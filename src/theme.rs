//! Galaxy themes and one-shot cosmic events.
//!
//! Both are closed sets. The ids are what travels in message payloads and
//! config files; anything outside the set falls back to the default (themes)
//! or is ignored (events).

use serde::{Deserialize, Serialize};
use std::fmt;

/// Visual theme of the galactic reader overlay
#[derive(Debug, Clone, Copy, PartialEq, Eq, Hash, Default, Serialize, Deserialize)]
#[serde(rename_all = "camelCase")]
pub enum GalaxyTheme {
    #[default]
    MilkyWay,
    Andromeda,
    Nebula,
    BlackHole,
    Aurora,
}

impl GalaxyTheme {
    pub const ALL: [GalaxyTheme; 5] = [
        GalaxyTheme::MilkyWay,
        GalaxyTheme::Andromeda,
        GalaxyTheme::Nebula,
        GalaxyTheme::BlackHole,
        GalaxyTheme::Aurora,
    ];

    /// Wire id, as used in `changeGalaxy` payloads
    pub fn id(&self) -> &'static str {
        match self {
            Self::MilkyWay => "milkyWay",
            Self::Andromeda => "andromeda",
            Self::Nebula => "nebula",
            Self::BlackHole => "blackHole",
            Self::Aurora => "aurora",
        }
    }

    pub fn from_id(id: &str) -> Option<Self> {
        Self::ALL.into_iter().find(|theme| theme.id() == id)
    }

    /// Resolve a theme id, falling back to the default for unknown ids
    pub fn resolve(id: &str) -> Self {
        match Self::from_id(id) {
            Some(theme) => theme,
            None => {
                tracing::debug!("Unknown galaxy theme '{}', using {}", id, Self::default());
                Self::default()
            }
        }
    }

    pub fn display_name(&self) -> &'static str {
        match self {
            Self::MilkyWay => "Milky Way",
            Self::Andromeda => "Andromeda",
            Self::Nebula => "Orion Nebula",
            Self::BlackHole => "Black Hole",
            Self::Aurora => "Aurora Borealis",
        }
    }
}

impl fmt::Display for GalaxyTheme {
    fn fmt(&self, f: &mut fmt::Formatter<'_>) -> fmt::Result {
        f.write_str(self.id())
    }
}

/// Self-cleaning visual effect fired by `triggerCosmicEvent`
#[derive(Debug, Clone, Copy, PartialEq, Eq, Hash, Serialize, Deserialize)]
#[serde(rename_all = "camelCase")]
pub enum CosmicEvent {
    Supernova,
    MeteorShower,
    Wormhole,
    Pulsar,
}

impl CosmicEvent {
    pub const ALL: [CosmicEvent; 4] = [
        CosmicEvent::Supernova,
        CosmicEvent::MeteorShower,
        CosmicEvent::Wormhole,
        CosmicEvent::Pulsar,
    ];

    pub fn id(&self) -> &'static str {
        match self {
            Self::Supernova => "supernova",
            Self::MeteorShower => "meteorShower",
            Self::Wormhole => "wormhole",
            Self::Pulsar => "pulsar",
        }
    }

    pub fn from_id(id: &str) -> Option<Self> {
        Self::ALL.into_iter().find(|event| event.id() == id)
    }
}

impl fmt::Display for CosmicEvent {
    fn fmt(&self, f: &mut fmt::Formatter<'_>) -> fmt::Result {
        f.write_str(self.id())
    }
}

__EXERCISE__
Reproduce word for word the material above, beginning with the line that contains "pub const ALL: [CosmicEvent;" and ending with the line that contains "impl fmt::Display for CosmicEvent".

__ANSWER AREA__
    pub const ALL: [CosmicEvent; 4] = [
        CosmicEvent::Supernova,
        CosmicEvent::MeteorShower,
        CosmicEvent::Wormhole,
        CosmicEvent::Pulsar,
    ];

    pub fn id(&self) -> &'static str {
        match self {
            Self::Supernova => "supernova",
            Self::MeteorShower => "meteorShower",
            Self::Wormhole => "wormhole",
            Self::Pulsar => "pulsar",
        }
    }

    pub fn from_id(id: &str) -> Option<Self> {
        Self::ALL.into_iter().find(|event| event.id() == id)
    }
}

impl fmt::Display for CosmicEvent {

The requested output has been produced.